EXTRACTED INFORMATION:
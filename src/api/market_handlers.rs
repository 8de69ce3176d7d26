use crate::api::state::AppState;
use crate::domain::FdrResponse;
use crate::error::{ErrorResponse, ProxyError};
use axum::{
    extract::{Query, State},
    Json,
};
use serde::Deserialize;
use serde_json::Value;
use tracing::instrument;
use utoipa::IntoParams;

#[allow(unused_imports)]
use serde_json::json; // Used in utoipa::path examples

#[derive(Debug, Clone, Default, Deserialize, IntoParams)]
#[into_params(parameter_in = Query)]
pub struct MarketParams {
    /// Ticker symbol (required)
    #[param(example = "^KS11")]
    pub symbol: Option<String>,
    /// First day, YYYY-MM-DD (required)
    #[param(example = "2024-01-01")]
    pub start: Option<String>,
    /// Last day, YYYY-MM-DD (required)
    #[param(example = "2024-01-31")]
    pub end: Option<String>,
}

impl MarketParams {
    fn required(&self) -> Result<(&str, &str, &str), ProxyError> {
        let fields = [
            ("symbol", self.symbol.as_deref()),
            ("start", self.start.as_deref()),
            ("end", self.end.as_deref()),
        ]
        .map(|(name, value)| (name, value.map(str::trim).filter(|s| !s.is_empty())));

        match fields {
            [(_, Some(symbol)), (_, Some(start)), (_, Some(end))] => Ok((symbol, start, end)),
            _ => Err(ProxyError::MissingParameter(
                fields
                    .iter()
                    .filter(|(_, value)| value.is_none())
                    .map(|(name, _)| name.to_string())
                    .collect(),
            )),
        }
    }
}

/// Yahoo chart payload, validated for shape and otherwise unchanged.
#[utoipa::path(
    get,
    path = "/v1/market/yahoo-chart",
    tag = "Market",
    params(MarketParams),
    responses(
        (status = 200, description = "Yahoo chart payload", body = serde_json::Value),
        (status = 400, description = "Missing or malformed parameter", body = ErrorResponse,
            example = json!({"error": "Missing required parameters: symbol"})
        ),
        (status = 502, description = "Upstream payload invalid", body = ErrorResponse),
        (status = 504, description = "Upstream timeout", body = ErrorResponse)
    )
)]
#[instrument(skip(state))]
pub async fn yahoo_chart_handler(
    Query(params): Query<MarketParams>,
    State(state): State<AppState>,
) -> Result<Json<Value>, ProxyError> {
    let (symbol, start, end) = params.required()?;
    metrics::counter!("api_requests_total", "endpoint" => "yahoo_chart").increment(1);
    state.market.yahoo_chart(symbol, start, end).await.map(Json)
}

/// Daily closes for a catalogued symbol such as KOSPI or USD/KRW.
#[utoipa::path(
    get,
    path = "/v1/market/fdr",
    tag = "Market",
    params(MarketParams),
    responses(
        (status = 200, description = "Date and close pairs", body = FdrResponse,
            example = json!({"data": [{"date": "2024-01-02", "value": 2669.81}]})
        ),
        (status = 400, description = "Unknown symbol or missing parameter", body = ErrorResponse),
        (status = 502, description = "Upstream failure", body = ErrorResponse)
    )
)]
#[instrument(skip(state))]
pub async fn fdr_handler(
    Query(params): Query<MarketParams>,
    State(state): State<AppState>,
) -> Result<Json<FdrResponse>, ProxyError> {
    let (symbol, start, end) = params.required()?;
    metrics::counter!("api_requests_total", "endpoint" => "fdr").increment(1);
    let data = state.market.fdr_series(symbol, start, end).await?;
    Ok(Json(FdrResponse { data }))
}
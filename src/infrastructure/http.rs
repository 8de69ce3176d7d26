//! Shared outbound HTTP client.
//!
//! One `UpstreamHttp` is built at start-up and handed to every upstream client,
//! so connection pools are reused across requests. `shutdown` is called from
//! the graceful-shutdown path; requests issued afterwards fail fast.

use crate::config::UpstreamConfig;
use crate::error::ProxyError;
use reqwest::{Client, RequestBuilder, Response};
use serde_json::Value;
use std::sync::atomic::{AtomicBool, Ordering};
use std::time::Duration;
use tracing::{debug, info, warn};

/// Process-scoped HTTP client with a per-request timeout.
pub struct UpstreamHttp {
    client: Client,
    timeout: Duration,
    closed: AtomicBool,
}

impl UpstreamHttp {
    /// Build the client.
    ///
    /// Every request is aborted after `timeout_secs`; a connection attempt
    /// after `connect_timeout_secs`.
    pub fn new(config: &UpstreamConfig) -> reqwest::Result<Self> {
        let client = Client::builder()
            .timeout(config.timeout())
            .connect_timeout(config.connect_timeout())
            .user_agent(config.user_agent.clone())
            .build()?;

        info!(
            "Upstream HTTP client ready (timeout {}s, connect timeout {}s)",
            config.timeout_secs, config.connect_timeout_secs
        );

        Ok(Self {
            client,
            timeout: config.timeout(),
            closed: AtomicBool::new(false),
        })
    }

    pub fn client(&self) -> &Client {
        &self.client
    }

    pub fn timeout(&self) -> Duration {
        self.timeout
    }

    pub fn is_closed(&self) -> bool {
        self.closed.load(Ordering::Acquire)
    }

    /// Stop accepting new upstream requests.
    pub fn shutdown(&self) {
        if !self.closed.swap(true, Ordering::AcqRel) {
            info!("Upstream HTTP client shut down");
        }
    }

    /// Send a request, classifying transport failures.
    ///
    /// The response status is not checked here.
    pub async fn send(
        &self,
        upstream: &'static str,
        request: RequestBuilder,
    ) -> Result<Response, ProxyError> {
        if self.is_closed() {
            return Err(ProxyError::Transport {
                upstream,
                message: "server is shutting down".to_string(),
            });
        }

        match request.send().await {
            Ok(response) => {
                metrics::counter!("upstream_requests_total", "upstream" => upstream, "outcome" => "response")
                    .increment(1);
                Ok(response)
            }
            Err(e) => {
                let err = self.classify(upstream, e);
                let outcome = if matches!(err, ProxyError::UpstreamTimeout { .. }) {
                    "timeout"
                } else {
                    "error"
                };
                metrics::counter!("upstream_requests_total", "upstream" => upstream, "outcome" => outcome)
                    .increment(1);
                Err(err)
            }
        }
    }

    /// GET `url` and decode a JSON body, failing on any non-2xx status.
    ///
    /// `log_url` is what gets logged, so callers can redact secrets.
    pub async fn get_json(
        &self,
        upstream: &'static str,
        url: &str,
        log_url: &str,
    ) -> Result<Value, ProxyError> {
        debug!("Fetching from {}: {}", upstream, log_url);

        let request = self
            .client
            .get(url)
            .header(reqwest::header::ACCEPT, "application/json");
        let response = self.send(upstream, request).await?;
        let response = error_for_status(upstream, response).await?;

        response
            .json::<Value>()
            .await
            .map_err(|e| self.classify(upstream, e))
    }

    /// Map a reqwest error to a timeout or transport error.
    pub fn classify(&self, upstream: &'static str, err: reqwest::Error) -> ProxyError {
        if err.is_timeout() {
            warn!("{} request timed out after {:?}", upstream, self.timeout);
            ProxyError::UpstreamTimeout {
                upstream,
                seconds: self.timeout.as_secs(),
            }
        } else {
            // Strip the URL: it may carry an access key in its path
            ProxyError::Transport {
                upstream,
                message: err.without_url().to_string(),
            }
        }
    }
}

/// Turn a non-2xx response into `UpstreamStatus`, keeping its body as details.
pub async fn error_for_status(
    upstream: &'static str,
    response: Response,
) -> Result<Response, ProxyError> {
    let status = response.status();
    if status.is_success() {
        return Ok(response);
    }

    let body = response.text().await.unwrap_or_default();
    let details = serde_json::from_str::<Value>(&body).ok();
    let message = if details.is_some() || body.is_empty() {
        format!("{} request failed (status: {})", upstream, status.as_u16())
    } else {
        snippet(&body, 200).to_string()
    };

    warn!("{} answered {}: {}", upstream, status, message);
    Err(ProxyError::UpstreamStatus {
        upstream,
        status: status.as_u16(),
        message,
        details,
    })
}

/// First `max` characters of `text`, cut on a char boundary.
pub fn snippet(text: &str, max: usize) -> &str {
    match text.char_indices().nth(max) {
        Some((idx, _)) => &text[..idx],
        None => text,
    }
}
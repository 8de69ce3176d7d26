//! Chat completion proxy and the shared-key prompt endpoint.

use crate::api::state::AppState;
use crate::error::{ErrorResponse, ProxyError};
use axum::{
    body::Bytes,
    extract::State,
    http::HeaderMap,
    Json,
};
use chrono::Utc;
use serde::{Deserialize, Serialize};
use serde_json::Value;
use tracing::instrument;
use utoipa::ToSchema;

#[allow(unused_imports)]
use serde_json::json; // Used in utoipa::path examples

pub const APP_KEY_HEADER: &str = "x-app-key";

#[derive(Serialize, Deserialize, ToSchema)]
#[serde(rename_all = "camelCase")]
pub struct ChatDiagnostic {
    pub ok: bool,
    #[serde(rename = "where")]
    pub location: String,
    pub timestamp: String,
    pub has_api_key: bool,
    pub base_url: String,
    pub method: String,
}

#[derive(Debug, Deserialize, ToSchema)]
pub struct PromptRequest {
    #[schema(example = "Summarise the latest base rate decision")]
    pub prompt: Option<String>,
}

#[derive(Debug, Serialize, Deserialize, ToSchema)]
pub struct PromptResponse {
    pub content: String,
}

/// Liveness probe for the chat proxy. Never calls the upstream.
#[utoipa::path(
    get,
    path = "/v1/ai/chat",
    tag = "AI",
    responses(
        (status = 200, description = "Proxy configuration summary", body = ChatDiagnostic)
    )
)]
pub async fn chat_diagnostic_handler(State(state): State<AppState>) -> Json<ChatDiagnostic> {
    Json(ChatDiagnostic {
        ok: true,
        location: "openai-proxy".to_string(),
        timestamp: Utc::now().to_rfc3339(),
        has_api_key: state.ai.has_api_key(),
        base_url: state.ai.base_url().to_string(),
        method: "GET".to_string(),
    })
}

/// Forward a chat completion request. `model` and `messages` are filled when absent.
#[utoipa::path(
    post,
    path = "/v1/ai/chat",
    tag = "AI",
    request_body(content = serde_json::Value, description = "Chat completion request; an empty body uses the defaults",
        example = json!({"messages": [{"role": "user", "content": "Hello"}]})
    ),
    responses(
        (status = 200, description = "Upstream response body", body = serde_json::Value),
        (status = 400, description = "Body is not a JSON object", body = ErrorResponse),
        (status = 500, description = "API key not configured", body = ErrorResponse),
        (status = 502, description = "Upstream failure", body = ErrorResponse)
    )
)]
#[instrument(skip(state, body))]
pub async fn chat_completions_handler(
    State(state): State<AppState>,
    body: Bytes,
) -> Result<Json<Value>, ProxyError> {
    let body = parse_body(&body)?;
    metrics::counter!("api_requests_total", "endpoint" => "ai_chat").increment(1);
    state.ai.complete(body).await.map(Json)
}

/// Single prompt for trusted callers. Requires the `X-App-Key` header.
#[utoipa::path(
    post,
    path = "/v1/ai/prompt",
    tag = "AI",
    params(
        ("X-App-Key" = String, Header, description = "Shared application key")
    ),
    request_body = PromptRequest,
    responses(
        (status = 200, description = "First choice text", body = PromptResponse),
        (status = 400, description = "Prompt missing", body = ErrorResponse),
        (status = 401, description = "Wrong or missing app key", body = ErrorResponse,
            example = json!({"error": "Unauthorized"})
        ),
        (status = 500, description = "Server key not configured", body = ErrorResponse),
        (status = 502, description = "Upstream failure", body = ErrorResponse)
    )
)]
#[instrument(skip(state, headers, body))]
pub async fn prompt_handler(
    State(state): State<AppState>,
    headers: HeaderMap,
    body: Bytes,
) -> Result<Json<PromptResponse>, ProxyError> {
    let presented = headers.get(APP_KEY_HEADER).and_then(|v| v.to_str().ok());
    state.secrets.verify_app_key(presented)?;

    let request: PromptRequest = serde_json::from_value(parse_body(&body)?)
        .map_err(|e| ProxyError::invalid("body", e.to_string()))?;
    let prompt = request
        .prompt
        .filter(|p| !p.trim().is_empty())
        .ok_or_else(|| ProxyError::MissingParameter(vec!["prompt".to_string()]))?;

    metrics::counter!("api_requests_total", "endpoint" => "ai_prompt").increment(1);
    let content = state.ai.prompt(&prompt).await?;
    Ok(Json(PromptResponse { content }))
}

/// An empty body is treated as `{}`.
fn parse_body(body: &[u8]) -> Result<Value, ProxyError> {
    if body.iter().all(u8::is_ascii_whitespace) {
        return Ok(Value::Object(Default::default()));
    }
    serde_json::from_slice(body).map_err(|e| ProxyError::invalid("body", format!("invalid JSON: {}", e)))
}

---

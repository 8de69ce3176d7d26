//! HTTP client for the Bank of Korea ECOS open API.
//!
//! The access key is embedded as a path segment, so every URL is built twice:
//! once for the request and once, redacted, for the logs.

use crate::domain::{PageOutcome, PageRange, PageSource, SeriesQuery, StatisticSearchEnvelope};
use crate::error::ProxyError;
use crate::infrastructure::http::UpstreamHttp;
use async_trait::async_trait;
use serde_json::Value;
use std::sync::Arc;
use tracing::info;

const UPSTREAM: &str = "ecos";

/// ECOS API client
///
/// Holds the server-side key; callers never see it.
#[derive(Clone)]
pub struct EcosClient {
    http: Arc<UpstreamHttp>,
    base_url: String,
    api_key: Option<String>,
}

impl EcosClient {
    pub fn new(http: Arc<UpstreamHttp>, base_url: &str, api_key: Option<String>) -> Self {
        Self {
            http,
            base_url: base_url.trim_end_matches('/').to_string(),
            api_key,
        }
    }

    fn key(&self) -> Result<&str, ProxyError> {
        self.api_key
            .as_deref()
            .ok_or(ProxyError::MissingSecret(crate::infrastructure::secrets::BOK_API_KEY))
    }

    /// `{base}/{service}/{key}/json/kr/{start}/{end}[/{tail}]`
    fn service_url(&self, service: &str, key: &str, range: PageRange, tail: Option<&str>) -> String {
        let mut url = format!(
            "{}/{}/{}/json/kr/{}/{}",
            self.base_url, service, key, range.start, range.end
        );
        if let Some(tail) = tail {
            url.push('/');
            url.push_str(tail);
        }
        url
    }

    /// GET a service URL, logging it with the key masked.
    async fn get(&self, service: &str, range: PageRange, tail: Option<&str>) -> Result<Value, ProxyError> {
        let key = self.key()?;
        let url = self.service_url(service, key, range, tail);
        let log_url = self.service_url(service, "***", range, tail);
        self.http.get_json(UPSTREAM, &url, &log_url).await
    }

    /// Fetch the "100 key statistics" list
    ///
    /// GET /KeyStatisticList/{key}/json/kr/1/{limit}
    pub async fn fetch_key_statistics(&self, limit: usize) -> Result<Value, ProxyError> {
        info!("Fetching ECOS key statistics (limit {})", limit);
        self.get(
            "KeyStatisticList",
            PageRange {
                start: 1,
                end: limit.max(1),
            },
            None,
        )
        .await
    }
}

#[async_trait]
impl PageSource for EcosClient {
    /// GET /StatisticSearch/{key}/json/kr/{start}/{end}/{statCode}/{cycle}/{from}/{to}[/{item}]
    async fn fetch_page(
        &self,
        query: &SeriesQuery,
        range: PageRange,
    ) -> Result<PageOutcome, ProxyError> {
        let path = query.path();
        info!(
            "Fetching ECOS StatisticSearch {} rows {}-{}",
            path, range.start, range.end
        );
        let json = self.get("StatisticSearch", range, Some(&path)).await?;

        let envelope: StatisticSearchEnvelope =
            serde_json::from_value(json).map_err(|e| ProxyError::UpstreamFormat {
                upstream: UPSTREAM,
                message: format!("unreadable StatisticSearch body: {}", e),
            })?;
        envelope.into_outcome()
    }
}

ABOUT THIS TASK: Your answer should consist only of the lines above between the line holding "filename src/api/market_handlers.rs" and the line holding "First day, YYYY-MM-DD (required)", inclusive, each transcribed exactly.

OUTPUT FOR THIS TASK:
filename src/api/market_handlers.rs
repository 8de69ce3176d7d26
use crate::api::state::AppState;
use crate::domain::FdrResponse;
use crate::error::{ErrorResponse, ProxyError};
use axum::{
    extract::{Query, State},
    Json,
};
use serde::Deserialize;
use serde_json::Value;
use tracing::instrument;
use utoipa::IntoParams;

#[allow(unused_imports)]
use serde_json::json; // Used in utoipa::path examples

#[derive(Debug, Clone, Default, Deserialize, IntoParams)]
#[into_params(parameter_in = Query)]
pub struct MarketParams {
    /// Ticker symbol (required)
    #[param(example = "^KS11")]
    pub symbol: Option<String>,
    /// First day, YYYY-MM-DD (required)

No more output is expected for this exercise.